Microfinance a New Found Interest

For Christmas 2010 Scott Farmer gave Kay and Me a present that will last forever – it was a gift card, inspiration, education and access to one of my new favourite websites – http://www.kiva.org/ – the US-based not-for-profit micro-lending sensation.

Also see Microfinance at a glance.

This site (and others like it) allows you to make micro-loans (starting at $25) directly to some of the world’s poorest entrepreneurs.  They, in turn, use the money to start a business, and in the process often pull themselves (and their families) out of poverty.

This gift for me was inspirational in that it opened my eyes and sometimes finding gifts can often be difficult, but Kiva gifts are a nice choice.  Our gift allowed us to give the gift of helping someone in accordance with Kiva’s mission, “to connect people through lending to alleviate poverty”. Add that to my Rotary mission of “Service above Self” and you have one powerful combination.

From an interesting website http://cgap.org/ “CGAP” – which is an independent policy and research centre dedicated to advancing financial access for the world’s poor I looked at microfinance.  CGAP is supported by development agencies and private foundations who share a common mission to alleviate poverty.  They are housed at the World Bank and provide market intelligence, promote standards, develop solutions and offer advisory services to governments, financial service providers, donors, and investors. CGAP’s policy work focuses on building favourable policy and regulatory frameworks for financial service providers serving the billions of poor people worldwide who lack access to safe, appropriate and affordable financial services.

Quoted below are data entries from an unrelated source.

//! End-to-end storefront tests: cart, checkout, guards, auth flows and the
//! admin console, driven over HTTP against in-memory backends.

#![allow(clippy::unwrap_used, clippy::expect_used)]

use reqwest::StatusCode;
use reqwest::header::LOCATION;
use serde_json::json;

use hapus_core::Email;
use hapus_integration_tests::TestContext;

const ADMIN: &str = "owner@devgadhapus.in";

#[tokio::test]
async fn test_cart_checkout_and_order_history() {
    let ctx = TestContext::start(ADMIN).await;
    let (browser, _) = ctx.verified_customer("Meera Shah", "meera@example.in").await;

    ctx.add_to_cart(&browser, "royal-hapus").await;
    ctx.add_to_cart(&browser, "royal-hapus").await;
    let cart = ctx.add_to_cart(&browser, "family-pack").await;
    assert_eq!(cart["total_items"], 3);
    assert_eq!(cart["total_price"], 1800 * 2 + 1200);

    let (status, placed) = ctx
        .post(&browser, "/api/checkout", &TestContext::checkout_form("Meera Shah"))
        .await;
    assert_eq!(status, StatusCode::CREATED, "{placed}");
    assert_eq!(
        placed["message"],
        "Your order is pending. Admin will confirm shortly."
    );
    let order_id = placed["order_id"].as_str().unwrap().to_string();

    let (_, cart) = ctx.get(&browser, "/api/cart").await;
    assert_eq!(cart["total_items"], 0);

    let (status, orders) = ctx.get(&browser, "/api/orders").await;
    assert_eq!(status, StatusCode::OK);
    let orders = orders.as_array().unwrap();
    assert_eq!(orders.len(), 1);
    assert_eq!(orders[0]["id"], order_id.as_str());
    assert_eq!(orders[0]["status"], "pending");
    assert_eq!(orders[0]["totalPrice"], 4800);
}

#[tokio::test]
async fn test_checkout_rejects_empty_cart_and_outside_pincode() {
    let ctx = TestContext::start(ADMIN).await;
    let (browser, _) = ctx.verified_customer("Arjun", "arjun@example.in").await;

    let (status, body) = ctx
        .post(&browser, "/api/checkout", &TestContext::checkout_form("Arjun"))
        .await;
    assert_eq!(status, StatusCode::BAD_REQUEST);
    assert_eq!(body["error"], "Your cart is empty");

    ctx.add_to_cart(&browser, "premium-box").await;
    let mut form = TestContext::checkout_form("Arjun");
    form["pincode"] = json!("411001");
    let (status, _) = ctx.post(&browser, "/api/checkout", &form).await;
    assert_eq!(status, StatusCode::BAD_REQUEST);

    // The cart survives a failed checkout.
    let (_, cart) = ctx.get(&browser, "/api/cart").await;
    assert_eq!(cart["total_items"], 1);
}

#[tokio::test]
async fn test_signed_out_guard_notice_is_shown_once() {
    let ctx = TestContext::start(ADMIN).await;
    let browser = ctx.browser();

    let resp = browser.get(ctx.url("/api/orders")).send().await.unwrap();
    assert_eq!(resp.status(), StatusCode::UNAUTHORIZED);
    assert_eq!(resp.headers()[LOCATION], "/auth");
    let (_, body) = hapus_integration_tests::decode(resp).await;
    assert_eq!(body["from"], "/orders");
    assert_eq!(body["notice"], "Please log in to continue");

    let (status, body) = ctx.get(&browser, "/api/orders").await;
    assert_eq!(status, StatusCode::UNAUTHORIZED);
    assert!(body["notice"].is_null());
}

#[tokio::test]
async fn test_signed_out_checkout_asks_to_log_in() {
    let ctx = TestContext::start(ADMIN).await;
    let browser = ctx.browser();
    ctx.add_to_cart(&browser, "classic-hapus").await;

    let (status, body) = ctx
        .post(&browser, "/api/checkout", &TestContext::checkout_form("Guest"))
        .await;
    assert_eq!(status, StatusCode::UNAUTHORIZED);
    assert_eq!(body["redirect"], "/auth");
    assert_eq!(body["notice"], "Please log in to place an order.");

    // The guest cart is still there after signing in.
    let (status, _) = ctx.register(&browser, "Guest", "guest@example.in").await;
    assert_eq!(status, StatusCode::CREATED);
    let (_, cart) = ctx.get(&browser, "/api/cart").await;
    assert_eq!(cart["total_items"], 1);
}

#[tokio::test]
async fn test_unverified_user_is_sent_to_verify_email() {
    let ctx = TestContext::start(ADMIN).await;
    let browser = ctx.browser();

    let (status, body) = ctx.register(&browser, "Kavya", "kavya@example.in").await;
    assert_eq!(status, StatusCode::CREATED, "{body}");
    assert_eq!(body["message"], "Account created! Please verify your email.");
    assert_eq!(body["session"]["is_email_verified"], false);

    let (status, body) = ctx.get(&browser, "/api/orders").await;
    assert_eq!(status, StatusCode::FORBIDDEN);
    assert_eq!(body["redirect"], "/verify-email");
    assert_eq!(body["from"], "/orders");

    let (_, body) = ctx
        .post(&browser, "/api/auth/verify-email/check", &json!({}))
        .await;
    assert_eq!(body["verified"], false);
    assert_eq!(
        body["message"],
        "Email not verified yet. Please check your inbox."
    );

    ctx.verify(&browser, "kavya@example.in").await;
    let (status, _) = ctx.get(&browser, "/api/orders").await;
    assert_eq!(status, StatusCode::OK);
}

#[tokio::test]
async fn test_duplicate_registration_and_bad_password() {
    let ctx = TestContext::start(ADMIN).await;
    let (status, _) = ctx
        .register(&ctx.browser(), "Rohan", "rohan@example.in")
        .await;
    assert_eq!(status, StatusCode::CREATED);

    let (status, _) = ctx
        .register(&ctx.browser(), "Rohan Again", "rohan@example.in")
        .await;
    assert_eq!(status, StatusCode::CONFLICT);

    let (status, body) = ctx
        .post(
            &ctx.browser(),
            "/api/auth/login",
            &json!({ "email": "rohan@example.in", "password": "wrong-password" }),
        )
        .await;
    assert_eq!(status, StatusCode::UNAUTHORIZED);
    assert!(body["error"].is_string());
}

#[tokio::test]
async fn test_login_and_logout() {
    let ctx = TestContext::start(ADMIN).await;
    ctx.verified_customer("Isha", "isha@example.in").await;

    let browser = ctx.browser();
    let (status, body) = ctx
        .post(
            &browser,
            "/api/auth/login",
            &json!({ "email": "isha@example.in", "password": hapus_integration_tests::PASSWORD }),
        )
        .await;
    assert_eq!(status, StatusCode::OK, "{body}");
    assert_eq!(body["message"], "Login successful!");
    assert_eq!(body["session"]["is_email_verified"], true);

    let (_, body) = ctx.post(&browser, "/api/auth/logout", &json!({})).await;
    assert_eq!(body["message"], "Logged out successfully!");

    let (_, session) = ctx.get(&browser, "/api/auth/session").await;
    assert!(session["user"].is_null());
}

#[tokio::test]
async fn test_email_link_sign_in() {
    let ctx = TestContext::start(ADMIN).await;
    let browser = ctx.browser();

    let (status, body) = ctx
        .post(&browser, "/api/auth/email-link", &json!({ "email": "nikhil@example.in" }))
        .await;
    assert_eq!(status, StatusCode::OK, "{body}");
    assert_eq!(body["message"], "Sign in link sent! Check your email.");

    let email = Email::parse("nikhil@example.in").unwrap();
    let link = ctx
        .provider
        .last_email_to(&email)
        .await
        .and_then(|message| message.link)
        .expect("sign-in link was sent");
    assert!(link.contains("oobCode="));

    // Same browser: the pending email is remembered.
    let (status, body) = ctx
        .post(&browser, "/api/auth/email-link/complete", &json!({ "link": link }))
        .await;
    assert_eq!(status, StatusCode::OK, "{body}");
    assert_eq!(body["session"]["user"]["email"], "nikhil@example.in");
}

#[tokio::test]
async fn test_email_link_on_another_device_needs_the_email() {
    let ctx = TestContext::start(ADMIN).await;
    ctx.post(&ctx.browser(), "/api/auth/email-link", &json!({ "email": "tara@example.in" }))
        .await;
    let link = ctx
        .provider
        .last_email_to(&Email::parse("tara@example.in").unwrap())
        .await
        .and_then(|message| message.link)
        .unwrap();

    let other = ctx.browser();
    let (status, _) = ctx
        .post(&other, "/api/auth/email-link/complete", &json!({ "link": link }))
        .await;
    assert_eq!(status, StatusCode::BAD_REQUEST);

    let (status, body) = ctx
        .post(
            &other,
            "/api/auth/email-link/complete",
            &json!({ "link": link, "email": "tara@example.in" }),
        )
        .await;
    assert_eq!(status, StatusCode::OK, "{body}");
}

#[tokio::test]
async fn test_google_sign_in_for_allow_listed_admin() {
    let ctx = TestContext::start(ADMIN).await;
    ctx.provider
        .register_google_identity("google-owner", Email::parse(ADMIN).unwrap(), true)
        .await;

    let browser = ctx.browser();
    let (status, body) = ctx
        .post(&browser, "/api/auth/google", &json!({ "id_token": "google-owner" }))
        .await;
    assert_eq!(status, StatusCode::OK, "{body}");
    assert_eq!(body["session"]["is_admin"], true);

    let (status, buckets) = ctx.get(&browser, "/api/admin/orders").await;
    assert_eq!(status, StatusCode::OK);
    assert!(buckets["pending"].as_array().unwrap().is_empty());
}

#[tokio::test]
async fn test_customer_is_kept_out_of_admin_console() {
    let ctx = TestContext::start(ADMIN).await;
    let (browser, _) = ctx.verified_customer("Dev", "dev@example.in").await;

    let (status, body) = ctx.get(&browser, "/api/admin/orders").await;
    assert_eq!(status, StatusCode::FORBIDDEN);
    assert_eq!(body["redirect"], "/");
    assert_eq!(body["notice"], "Admin access only");

    let (status, _) = ctx
        .post(&browser, "/api/admin/users/someone/promote", &json!({}))
        .await;
    assert_eq!(status, StatusCode::FORBIDDEN);
}
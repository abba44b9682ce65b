//! Devgad Hapus CLI - role and order management tools.
//!
//! # Usage
//!
//! ```bash
//! # Show a user's role record and profile
//! hapus-cli roles show <uid>
//!
//! # Grant admin to the first operator (no allow-list needed)
//! hapus-cli roles promote <uid>
//!
//! # List the most recent pending orders
//! hapus-cli orders list --status pending --limit 20
//!
//! # Show one order with its messages
//! hapus-cli orders show <order-id>
//! ```
//!
//! # Commands
//!
//! - `roles` - Inspect and change `userRoles/{uid}` records
//! - `orders` - Inspect orders
//!
//! All commands talk to the Firebase database named by
//! `FIREBASE_DATABASE_URL` using `FIREBASE_DATABASE_SECRET`.

#![cfg_attr(not(test), forbid(unsafe_code))]

use clap::{Parser, Subcommand};

use hapus_core::{OrderStatus, RoleAction};

mod commands;

#[derive(Parser)]
#[command(name = "hapus-cli")]
#[command(author, version, about = "Devgad Hapus CLI tools")]
struct Cli {
    #[command(subcommand)]
    command: Commands,
}

#[derive(Subcommand)]
enum Commands {
    /// Manage user roles
    Roles {
        #[command(subcommand)]
        action: RoleCommand,
    },
    /// Inspect orders
    Orders {
        #[command(subcommand)]
        action: OrderCommand,
    },
}

#[derive(Subcommand)]
enum RoleCommand {
    /// Show a user's role record and profile
    Show { uid: String },
    /// Grant admin access (also clears suspension)
    Promote { uid: String },
    /// Remove admin access
    Demote { uid: String },
    /// Suspend a user (also removes admin access)
    Suspend { uid: String },
    /// Lift a suspension
    Unsuspend { uid: String },
}

#[derive(Subcommand)]
enum OrderCommand {
    /// List the most recent orders, newest first
    List {
        /// Only orders with this status (`pending`, `confirmed`, `rejected`)
        #[arg(short, long)]
        status: Option<OrderStatus>,

        /// How many recent orders to look at
        #[arg(short, long, default_value_t = 50)]
        limit: usize,
    },
    /// Show one order with its messages
    Show { id: String },
}

#[tokio::main]
async fn main() {
    // Initialize tracing
    tracing_subscriber::fmt::init();

    let cli = Cli::parse();

    let result: Result<(), Box<dyn std::error::Error>> = run(cli).await;

    if let Err(e) = result {
        tracing::error!("Command failed: {e}");
        std::process::exit(1);
    }
}

async fn run(cli: Cli) -> Result<(), Box<dyn std::error::Error>> {
    let store = commands::connect()?;

    match cli.command {
        Commands::Roles { action } => match action {
            RoleCommand::Show { uid } => commands::roles::show(&store, &uid).await?,
            RoleCommand::Promote { uid } => {
                commands::roles::apply(&store, &uid, RoleAction::Promote).await?;
            }
            RoleCommand::Demote { uid } => {
                commands::roles::apply(&store, &uid, RoleAction::Demote).await?;
            }
            RoleCommand::Suspend { uid } => {
                commands::roles::apply(&store, &uid, RoleAction::Suspend).await?;
            }
            RoleCommand::Unsuspend { uid } => {
                commands::roles::apply(&store, &uid, RoleAction::Unsuspend).await?;
            }
        },
        Commands::Orders { action } => match action {
            OrderCommand::List { status, limit } => {
                commands::orders::list(&store, status, limit).await?;
            }
            OrderCommand::Show { id } => commands::orders::show(&store, &id).await?,
        },
    }
    Ok(())
}
//! Rate limiting middleware using governor and `tower_governor`.
//!
//! Sign-in endpoints (password login, registration, sign-in links and
//! verification emails) each cost a call to the auth provider and most of them
//! send email, so they get a strict per-client limit.

use std::net::{IpAddr, SocketAddr};
use std::sync::Arc;

use axum::extract::ConnectInfo;
use axum::http::Request;
use governor::clock::QuantaInstant;
use governor::middleware::NoOpMiddleware;
use tower_governor::{GovernorError, GovernorLayer, governor::GovernorConfigBuilder};

// =============================================================================
// Client IP Key Extractor
// =============================================================================

/// Key extractor that trusts the usual reverse-proxy headers, then falls back
/// to the peer address of the connection.
#[derive(Clone, Copy)]
pub struct ClientIpKeyExtractor;

fn header_ip<T>(req: &Request<T>, name: &str) -> Option<IpAddr> {
    req.headers()
        .get(name)
        .and_then(|v| v.to_str().ok())
        .and_then(|s| s.split(',').next())
        .and_then(|s| s.trim().parse::<IpAddr>().ok())
}

impl tower_governor::key_extractor::KeyExtractor for ClientIpKeyExtractor {
    type Key = IpAddr;

    fn extract<T>(&self, req: &Request<T>) -> Result<Self::Key, GovernorError> {
        ["cf-connecting-ip", "x-forwarded-for", "x-real-ip"]
            .iter()
            .find_map(|name| header_ip(req, name))
            .or_else(|| {
                req.extensions()
                    .get::<ConnectInfo<SocketAddr>>()
                    .map(|ConnectInfo(addr)| addr.ip())
            })
            .ok_or(GovernorError::UnableToExtractKey)
    }
}

// =============================================================================
// Rate Limiter Configuration
// =============================================================================

/// Rate limiter layer type for Axum.
pub type RateLimiterLayer =
    GovernorLayer<ClientIpKeyExtractor, NoOpMiddleware<QuantaInstant>, axum::body::Body>;

/// Create rate limiter for auth endpoints: ~10 requests per minute per IP.
///
/// Configuration: 1 request every 6 seconds (replenish), burst of 5.
///
/// # Panics
///
/// This function will not panic. The configuration uses only valid positive
/// integers (`per_second(6)` and `burst_size(5)`), which are always accepted
/// by `GovernorConfigBuilder`.
#[must_use]
pub fn auth_rate_limiter() -> RateLimiterLayer {
    let config = GovernorConfigBuilder::default()
        .key_extractor(ClientIpKeyExtractor)
        .per_second(6) // Replenish 1 token every 6 seconds (~10/minute)
        .burst_size(5)
        .finish()
        .expect("rate limiter config with per_second(6) and burst_size(5) is valid");
    GovernorLayer::new(Arc::new(config))
}

#[cfg(test)]
#[allow(clippy::unwrap_used)]
mod tests {
    use tower_governor::key_extractor::KeyExtractor;

    use super::*;

    #[test]
    fn test_forwarded_header_wins_over_peer() {
        let mut req = Request::builder()
            .header("x-forwarded-for", "203.0.113.7, 10.0.0.1")
            .body(())
            .unwrap();
        req.extensions_mut()
            .insert(ConnectInfo(SocketAddr::from(([127, 0, 0, 1], 4000))));

        let ip = ClientIpKeyExtractor.extract(&req).unwrap();
        assert_eq!(ip, "203.0.113.7".parse::<IpAddr>().unwrap());
    }

    #[test]
    fn test_falls_back_to_peer_address() {
        let mut req = Request::builder().body(()).unwrap();
        req.extensions_mut()
            .insert(ConnectInfo(SocketAddr::from(([192, 0, 2, 1], 4000))));

        let ip = ClientIpKeyExtractor.extract(&req).unwrap();
        assert_eq!(ip, "192.0.2.1".parse::<IpAddr>().unwrap());
    }

    #[test]
    fn test_no_address_is_an_error() {
        let req = Request::builder().body(()).unwrap();
        assert!(ClientIpKeyExtractor.extract(&req).is_err());
    }

    #[tokio::test]
    async fn test_limiter_answers_too_many_requests_after_burst() {
        use axum::{Router, body::Body, http::StatusCode, routing::post};
        use tower::ServiceExt;

        let app: Router = Router::new()
            .route("/login", post(|| async { "ok" }))
            .route_layer(auth_rate_limiter());
        let login = |ip: &str| {
            Request::post("/login")
                .header("x-forwarded-for", ip)
                .body(Body::empty())
                .unwrap()
        };

        for _ in 0..5 {
            let resp = app.clone().oneshot(login("198.51.100.4")).await.unwrap();
            assert_eq!(resp.status(), StatusCode::OK);
        }
        let resp = app.clone().oneshot(login("198.51.100.4")).await.unwrap();
        assert_eq!(resp.status(), StatusCode::TOO_MANY_REQUESTS);

        // Other clients keep their own budget.
        let resp = app.oneshot(login("198.51.100.5")).await.unwrap();
        assert_eq!(resp.status(), StatusCode::OK);
    }
}
//! Checkout route handlers.
//!
//! Checkout turns the session cart into a pending order owned by the signed-in
//! customer. The cart is cleared only after the order is stored.

use axum::{
    Json, Router,
    extract::State,
    http::StatusCode,
    routing::get,
};
use serde::Serialize;
use tower_sessions::Session;
use tracing::instrument;

use hapus_core::{AuthUser, CheckoutForm, OrderId, RedirectTarget};

use crate::error::{AppError, Result, add_breadcrumb};
use crate::middleware::{GuardRejection, RequireAuth};
use crate::routes::cart::{CartView, load_cart, save_cart};
use crate::services::{OrderError, OrderService};
use crate::state::AppState;

/// Checkout routes, nested under `/api/checkout`.
pub fn router() -> Router<AppState> {
    Router::new().route("/", get(summary).post(place_order))
}

/// What the checkout page shows before the form is submitted.
#[derive(Debug, Serialize)]
pub struct CheckoutSummary {
    pub cart: CartView,
    /// Address the order confirmation is associated with.
    pub email: Option<String>,
}

/// Response to a placed order.
#[derive(Debug, Serialize)]
pub struct OrderPlaced {
    pub order_id: OrderId,
    /// Short reference shown to the customer.
    pub reference: String,
    pub message: &'static str,
}

/// GET /api/checkout
async fn summary(RequireAuth(user): RequireAuth, session: Session) -> Result<Json<CheckoutSummary>> {
    let cart = load_cart(&session).await?;
    Ok(Json(CheckoutSummary {
        cart: CartView::from(&cart),
        email: user.email.map(hapus_core::Email::into_inner),
    }))
}

/// Signed-out visitors get a checkout-specific notice.
fn checkout_rejection(rejection: GuardRejection) -> GuardRejection {
    match rejection {
        GuardRejection::Redirect {
            target: RedirectTarget::SignIn,
            from,
            notice: Some(_),
        } => GuardRejection::Redirect {
            target: RedirectTarget::SignIn,
            from,
            notice: Some("Please log in to place an order."),
        },
        other => other,
    }
}

/// POST /api/checkout
#[instrument(skip_all)]
async fn place_order(
    State(state): State<AppState>,
    auth: std::result::Result<RequireAuth, GuardRejection>,
    session: Session,
    Json(form): Json<CheckoutForm>,
) -> std::result::Result<(StatusCode, Json<OrderPlaced>), GuardRejection> {
    let RequireAuth(user) = auth.map_err(checkout_rejection)?;
    let order_id = submit(&state, &user, &session, &form).await?;

    Ok((
        StatusCode::CREATED,
        Json(OrderPlaced {
            reference: order_id.short_ref(),
            order_id,
            message: "Your order is pending. Admin will confirm shortly.",
        }),
    ))
}

async fn submit(
    state: &AppState,
    user: &AuthUser,
    session: &Session,
    form: &CheckoutForm,
) -> Result<OrderId> {
    let mut cart = load_cart(session).await?;

    let order_id = OrderService::new(state.store())
        .place_order(user, &cart, form)
        .await
        .map_err(|err| match err {
            OrderError::Repository(_) => {
                AppError::from(err).with_message("Failed to place order. Please try again.")
            }
            other => AppError::from(other),
        })?;

    cart.clear();
    save_cart(session, &cart).await?;

    add_breadcrumb("checkout", "Order placed", Some(&[("order_id", order_id.as_str())]));
    Ok(order_id)
}

#[cfg(test)]
mod tests {
    use super::*;

    #[test]
    fn test_signed_out_checkout_notice() {
        let rejection = checkout_rejection(GuardRejection::Redirect {
            target: RedirectTarget::SignIn,
            from: Some("/checkout".to_string()),
            notice: Some("Please log in to continue"),
        });
        match rejection {
            GuardRejection::Redirect { notice, from, .. } => {
                assert_eq!(notice, Some("Please log in to place an order."));
                assert_eq!(from.as_deref(), Some("/checkout"));
            }
            other => panic!("unexpected rejection: {other:?}"),
        }
    }

    #[test]
    fn test_repeated_denial_stays_silent() {
        let rejection = checkout_rejection(GuardRejection::Redirect {
            target: RedirectTarget::SignIn,
            from: None,
            notice: None,
        });
        assert!(matches!(
            rejection,
            GuardRejection::Redirect { notice: None, .. }
        ));
    }
}
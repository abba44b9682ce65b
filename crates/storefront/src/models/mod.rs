//! Types kept in the server-side session.

pub mod session;

pub use session::{SignedInUser, keys};
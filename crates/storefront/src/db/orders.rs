//! Order repository.
//!
//! Orders are written once with a push key and afterwards only `status` and
//! `messages` change. Listing queries order by a child field so the store
//! does the windowing; results are then sorted newest first.

use serde_json::{Map, Value};
use tracing::instrument;

use hapus_core::{Order, OrderId, OrderMessage, OrderRecord, OrderStatus, UserId, owned_by};

use super::{ORDERS, RepositoryError, child_path, decode, encode};
use crate::store::{DocumentStore, Query, Snapshot, Subscription};

/// Number of orders the admin console works with.
pub const ADMIN_WINDOW: usize = 50;

/// Repository for order documents.
pub struct OrderRepository<'a> {
    store: &'a dyn DocumentStore,
}

impl<'a> OrderRepository<'a> {
    /// Create a new order repository.
    #[must_use]
    pub const fn new(store: &'a dyn DocumentStore) -> Self {
        Self { store }
    }

    /// Write a new order and return its store-assigned id.
    ///
    /// # Errors
    ///
    /// Returns `RepositoryError::Store` if the write fails.
    #[instrument(skip(self, record), fields(user_id = %record.user_id))]
    pub async fn create(&self, record: &OrderRecord) -> Result<OrderId, RepositoryError> {
        let key = self.store.push(ORDERS, encode(record)?).await?;
        Ok(OrderId::new(key))
    }

    /// Get an order by id.
    ///
    /// # Errors
    ///
    /// Returns `RepositoryError::Store` if the read fails.
    /// Returns `RepositoryError::DataCorruption` if the document is malformed.
    pub async fn get(&self, id: &OrderId) -> Result<Option<Order>, RepositoryError> {
        let path = child_path(ORDERS, id.as_str())?;
        match self.store.get(&path).await? {
            Some(value) => Ok(Some(Order {
                id: id.clone(),
                record: decode(&path, value)?,
            })),
            None => Ok(None),
        }
    }

    /// The `limit` most recently created orders, newest first.
    ///
    /// # Errors
    ///
    /// Returns `RepositoryError::Store` if the query fails.
    pub async fn recent(&self, limit: usize) -> Result<Vec<Order>, RepositoryError> {
        let children = self.store.query(ORDERS, &recent_query(limit)).await?;
        Ok(orders_from_children(children))
    }

    /// Orders placed by `uid`, newest first.
    ///
    /// Filtering happens in the store query; the result is checked again so
    /// a widened query never hands out someone else's order.
    ///
    /// # Errors
    ///
    /// Returns `RepositoryError::Store` if the query fails.
    pub async fn for_user(&self, uid: &UserId) -> Result<Vec<Order>, RepositoryError> {
        let children = self.store.query(ORDERS, &owner_query(uid)).await?;
        Ok(owned_by(orders_from_children(children), uid))
    }

    /// Overwrite an order's status.
    ///
    /// # Errors
    ///
    /// Returns `RepositoryError::Store` if the write fails.
    #[instrument(skip(self), fields(order_id = %id))]
    pub async fn set_status(
        &self,
        id: &OrderId,
        status: OrderStatus,
    ) -> Result<(), RepositoryError> {
        let path = child_path(ORDERS, id.as_str())?;
        let mut fields = Map::new();
        fields.insert("status".to_owned(), Value::from(status.as_str()));
        self.store.update(&path, fields).await?;
        Ok(())
    }

    /// Replace an order's whole message list.
    ///
    /// # Errors
    ///
    /// Returns `RepositoryError::Store` if the write fails.
    #[instrument(skip(self, messages), fields(order_id = %id, count = messages.len()))]
    pub async fn set_messages(
        &self,
        id: &OrderId,
        messages: &[OrderMessage],
    ) -> Result<(), RepositoryError> {
        let path = format!("{}/messages", child_path(ORDERS, id.as_str())?);
        self.store.set(&path, encode(&messages)?).await?;
        Ok(())
    }

    /// Live view of the `limit` most recent orders.
    ///
    /// # Errors
    ///
    /// Returns `RepositoryError::Store` if the subscription cannot be opened.
    pub async fn watch_recent(&self, limit: usize) -> Result<Subscription, RepositoryError> {
        Ok(self
            .store
            .subscribe(ORDERS, Some(recent_query(limit)))
            .await?)
    }

    /// Live view of the orders placed by `uid`.
    ///
    /// # Errors
    ///
    /// Returns `RepositoryError::Store` if the subscription cannot be opened.
    pub async fn watch_for_user(&self, uid: &UserId) -> Result<Subscription, RepositoryError> {
        Ok(self.store.subscribe(ORDERS, Some(owner_query(uid))).await?)
    }
}

fn recent_query(limit: usize) -> Query {
    Query::order_by_child("createdAt").limit_to_last(limit)
}

fn owner_query(uid: &UserId) -> Query {
    Query::order_by_child("userId").equal_to(uid.as_str())
}

/// Decode query results, newest first. Malformed documents are skipped.
#[must_use]
pub fn orders_from_children(children: Vec<(String, Value)>) -> Vec<Order> {
    let mut orders: Vec<Order> = children
        .into_iter()
        .filter_map(|(key, value)| {
            let path = format!("{ORDERS}/{key}");
            match decode::<OrderRecord>(&path, value) {
                Ok(record) => Some(Order {
                    id: OrderId::new(key),
                    record,
                }),
                Err(err) => {
                    tracing::warn!(error = %err, "skipping malformed order");
                    None
                }
            }
        })
        .collect();
    Order::sort_newest_first(&mut orders);
    orders
}

/// Decode a subscription snapshot of the orders collection.
#[must_use]
pub fn orders_from_snapshot(snapshot: Snapshot) -> Vec<Order> {
    match snapshot {
        Some(Value::Object(map)) => orders_from_children(map.into_iter().collect()),
        _ => Vec::new(),
    }
}

/// Decode a snapshot of [`OrderRepository::watch_for_user`], keeping only
/// orders placed by `uid`.
#[must_use]
pub fn user_orders_from_snapshot(snapshot: Snapshot, uid: &UserId) -> Vec<Order> {
    owned_by(orders_from_snapshot(snapshot), uid)
}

They say that Microfinance offers poor people access to basic financial services and people living in poverty, like everyone else, need a diverse range of financial services to run their businesses, build assets, smooth consumption, and manage risks.

Poor people usually address their need for financial services through a variety of financial relationships, mostly informal.  Credit is available from informal moneylenders, but usually at a very high cost to borrowers.  Savings services are available through a variety of informal relationships like savings clubs, rotating savings and credit associations, and other mutual savings societies. But these tend to be erratic and somewhat insecure.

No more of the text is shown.